╭──

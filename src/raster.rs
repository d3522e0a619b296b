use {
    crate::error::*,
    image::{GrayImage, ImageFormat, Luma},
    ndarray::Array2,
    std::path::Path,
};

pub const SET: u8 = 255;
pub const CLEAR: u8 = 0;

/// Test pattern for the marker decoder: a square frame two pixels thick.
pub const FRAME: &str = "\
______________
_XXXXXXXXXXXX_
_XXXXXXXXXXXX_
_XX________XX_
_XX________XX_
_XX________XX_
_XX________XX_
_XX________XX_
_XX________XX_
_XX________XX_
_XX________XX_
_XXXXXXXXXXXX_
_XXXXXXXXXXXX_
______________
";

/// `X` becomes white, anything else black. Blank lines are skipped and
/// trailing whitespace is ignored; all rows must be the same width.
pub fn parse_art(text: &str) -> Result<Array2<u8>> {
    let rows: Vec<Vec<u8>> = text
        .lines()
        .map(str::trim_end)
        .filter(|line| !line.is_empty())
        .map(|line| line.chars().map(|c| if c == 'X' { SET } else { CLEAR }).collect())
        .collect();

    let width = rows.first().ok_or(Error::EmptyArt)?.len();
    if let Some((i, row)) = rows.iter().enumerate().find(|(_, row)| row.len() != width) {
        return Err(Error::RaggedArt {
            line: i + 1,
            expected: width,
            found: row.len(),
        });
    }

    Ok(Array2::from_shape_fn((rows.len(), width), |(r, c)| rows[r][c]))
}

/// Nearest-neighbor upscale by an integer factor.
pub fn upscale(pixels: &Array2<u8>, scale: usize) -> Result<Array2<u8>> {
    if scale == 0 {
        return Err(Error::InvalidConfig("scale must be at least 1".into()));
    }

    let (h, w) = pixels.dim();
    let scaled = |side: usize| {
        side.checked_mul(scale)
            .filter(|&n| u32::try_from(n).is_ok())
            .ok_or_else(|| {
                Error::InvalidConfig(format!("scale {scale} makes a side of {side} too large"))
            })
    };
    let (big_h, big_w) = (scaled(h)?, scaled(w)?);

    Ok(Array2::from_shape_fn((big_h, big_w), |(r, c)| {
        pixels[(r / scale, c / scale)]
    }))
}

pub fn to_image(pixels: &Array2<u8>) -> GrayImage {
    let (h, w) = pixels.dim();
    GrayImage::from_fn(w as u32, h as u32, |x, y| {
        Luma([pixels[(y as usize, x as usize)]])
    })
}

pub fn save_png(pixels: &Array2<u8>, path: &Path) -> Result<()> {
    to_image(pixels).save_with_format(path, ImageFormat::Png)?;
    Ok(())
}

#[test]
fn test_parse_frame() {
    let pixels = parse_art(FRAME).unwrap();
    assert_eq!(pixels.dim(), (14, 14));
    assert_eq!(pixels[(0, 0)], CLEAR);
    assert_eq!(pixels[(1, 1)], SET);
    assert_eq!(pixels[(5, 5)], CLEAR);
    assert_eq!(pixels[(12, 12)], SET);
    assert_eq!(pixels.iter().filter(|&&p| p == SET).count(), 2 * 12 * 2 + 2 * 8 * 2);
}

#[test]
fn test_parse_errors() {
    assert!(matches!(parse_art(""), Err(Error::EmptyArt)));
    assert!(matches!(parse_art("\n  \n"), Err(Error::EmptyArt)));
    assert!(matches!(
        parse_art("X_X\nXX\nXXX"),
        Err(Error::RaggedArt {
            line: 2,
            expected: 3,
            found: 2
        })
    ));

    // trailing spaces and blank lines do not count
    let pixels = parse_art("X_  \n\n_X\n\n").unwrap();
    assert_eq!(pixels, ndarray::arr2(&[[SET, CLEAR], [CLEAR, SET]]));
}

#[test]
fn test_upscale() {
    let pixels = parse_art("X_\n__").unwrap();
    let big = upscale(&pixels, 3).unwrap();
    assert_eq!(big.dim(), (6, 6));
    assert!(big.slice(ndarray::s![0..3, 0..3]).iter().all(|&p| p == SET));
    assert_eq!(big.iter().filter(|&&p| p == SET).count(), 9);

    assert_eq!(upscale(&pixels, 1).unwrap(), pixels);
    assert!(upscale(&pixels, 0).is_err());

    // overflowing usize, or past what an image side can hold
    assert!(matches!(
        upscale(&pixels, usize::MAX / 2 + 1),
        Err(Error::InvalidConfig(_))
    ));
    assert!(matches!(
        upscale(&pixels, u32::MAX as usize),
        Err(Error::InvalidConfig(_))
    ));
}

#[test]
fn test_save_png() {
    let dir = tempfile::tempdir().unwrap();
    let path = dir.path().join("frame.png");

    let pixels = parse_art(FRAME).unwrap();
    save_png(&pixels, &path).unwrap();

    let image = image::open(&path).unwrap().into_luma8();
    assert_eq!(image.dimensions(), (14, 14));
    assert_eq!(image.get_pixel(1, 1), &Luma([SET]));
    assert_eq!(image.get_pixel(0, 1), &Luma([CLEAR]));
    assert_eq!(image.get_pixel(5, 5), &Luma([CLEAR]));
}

╰──
╭──

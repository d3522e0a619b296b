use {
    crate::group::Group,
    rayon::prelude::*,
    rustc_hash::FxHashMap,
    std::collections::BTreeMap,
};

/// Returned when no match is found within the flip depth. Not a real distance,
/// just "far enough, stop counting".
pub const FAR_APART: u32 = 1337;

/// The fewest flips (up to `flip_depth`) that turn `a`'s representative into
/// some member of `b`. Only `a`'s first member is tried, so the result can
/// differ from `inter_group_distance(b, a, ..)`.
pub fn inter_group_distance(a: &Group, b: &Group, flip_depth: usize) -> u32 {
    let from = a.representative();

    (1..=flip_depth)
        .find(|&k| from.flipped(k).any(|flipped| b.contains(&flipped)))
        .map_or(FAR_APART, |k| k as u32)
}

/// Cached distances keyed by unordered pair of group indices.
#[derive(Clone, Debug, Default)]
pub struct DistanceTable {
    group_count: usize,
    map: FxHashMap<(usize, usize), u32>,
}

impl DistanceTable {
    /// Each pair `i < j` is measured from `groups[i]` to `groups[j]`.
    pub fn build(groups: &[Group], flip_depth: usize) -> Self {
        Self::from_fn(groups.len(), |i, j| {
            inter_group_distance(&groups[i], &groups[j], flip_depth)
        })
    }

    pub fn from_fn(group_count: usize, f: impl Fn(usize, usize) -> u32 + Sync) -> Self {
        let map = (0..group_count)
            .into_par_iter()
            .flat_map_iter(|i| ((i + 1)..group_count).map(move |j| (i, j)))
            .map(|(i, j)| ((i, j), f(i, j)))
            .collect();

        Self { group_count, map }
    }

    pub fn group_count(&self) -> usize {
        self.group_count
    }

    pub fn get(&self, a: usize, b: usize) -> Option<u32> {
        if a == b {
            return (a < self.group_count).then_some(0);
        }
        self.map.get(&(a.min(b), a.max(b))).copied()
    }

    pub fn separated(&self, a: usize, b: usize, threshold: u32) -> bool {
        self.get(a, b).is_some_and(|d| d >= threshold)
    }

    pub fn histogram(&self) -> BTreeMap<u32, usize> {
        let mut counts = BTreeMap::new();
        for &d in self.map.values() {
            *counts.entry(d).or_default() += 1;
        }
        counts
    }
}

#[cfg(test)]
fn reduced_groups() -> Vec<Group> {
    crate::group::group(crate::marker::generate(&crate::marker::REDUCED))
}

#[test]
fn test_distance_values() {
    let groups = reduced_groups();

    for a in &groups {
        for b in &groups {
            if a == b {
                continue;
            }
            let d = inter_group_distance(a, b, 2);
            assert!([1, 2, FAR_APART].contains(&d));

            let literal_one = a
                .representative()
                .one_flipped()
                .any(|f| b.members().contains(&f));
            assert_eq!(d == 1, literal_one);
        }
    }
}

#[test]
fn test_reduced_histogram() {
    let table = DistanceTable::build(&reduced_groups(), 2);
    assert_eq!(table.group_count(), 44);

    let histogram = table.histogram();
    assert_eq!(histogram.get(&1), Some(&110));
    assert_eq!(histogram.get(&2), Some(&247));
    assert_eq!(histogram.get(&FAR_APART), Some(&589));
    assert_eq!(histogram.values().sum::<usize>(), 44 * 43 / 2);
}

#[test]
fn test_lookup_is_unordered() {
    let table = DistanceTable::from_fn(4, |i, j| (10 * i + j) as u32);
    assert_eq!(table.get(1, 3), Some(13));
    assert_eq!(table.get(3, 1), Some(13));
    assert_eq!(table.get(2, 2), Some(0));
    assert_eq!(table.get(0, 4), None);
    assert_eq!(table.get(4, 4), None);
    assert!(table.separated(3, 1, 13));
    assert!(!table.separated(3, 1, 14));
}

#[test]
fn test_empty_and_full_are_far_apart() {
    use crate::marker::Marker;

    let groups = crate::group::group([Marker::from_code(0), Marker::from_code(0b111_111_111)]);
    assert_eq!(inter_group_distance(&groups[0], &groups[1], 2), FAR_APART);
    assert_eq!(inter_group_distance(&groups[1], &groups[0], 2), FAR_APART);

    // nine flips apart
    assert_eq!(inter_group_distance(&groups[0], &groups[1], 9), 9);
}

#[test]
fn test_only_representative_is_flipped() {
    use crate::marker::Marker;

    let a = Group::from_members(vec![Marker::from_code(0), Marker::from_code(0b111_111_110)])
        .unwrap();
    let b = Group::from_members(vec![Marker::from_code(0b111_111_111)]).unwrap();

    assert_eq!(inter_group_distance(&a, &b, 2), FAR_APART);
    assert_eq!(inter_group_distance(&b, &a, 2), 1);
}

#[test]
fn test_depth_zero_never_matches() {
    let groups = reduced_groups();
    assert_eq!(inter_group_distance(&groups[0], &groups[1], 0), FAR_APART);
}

╰──

PROBLEM TO WORK ON. If a line in the material holds "threshold", copy it.

RESULT OF THIS EXERCISE.
    pub fn separated(&self, a: usize, b: usize, threshold: u32) -> bool {
        self.get(a, b).is_some_and(|d| d >= threshold)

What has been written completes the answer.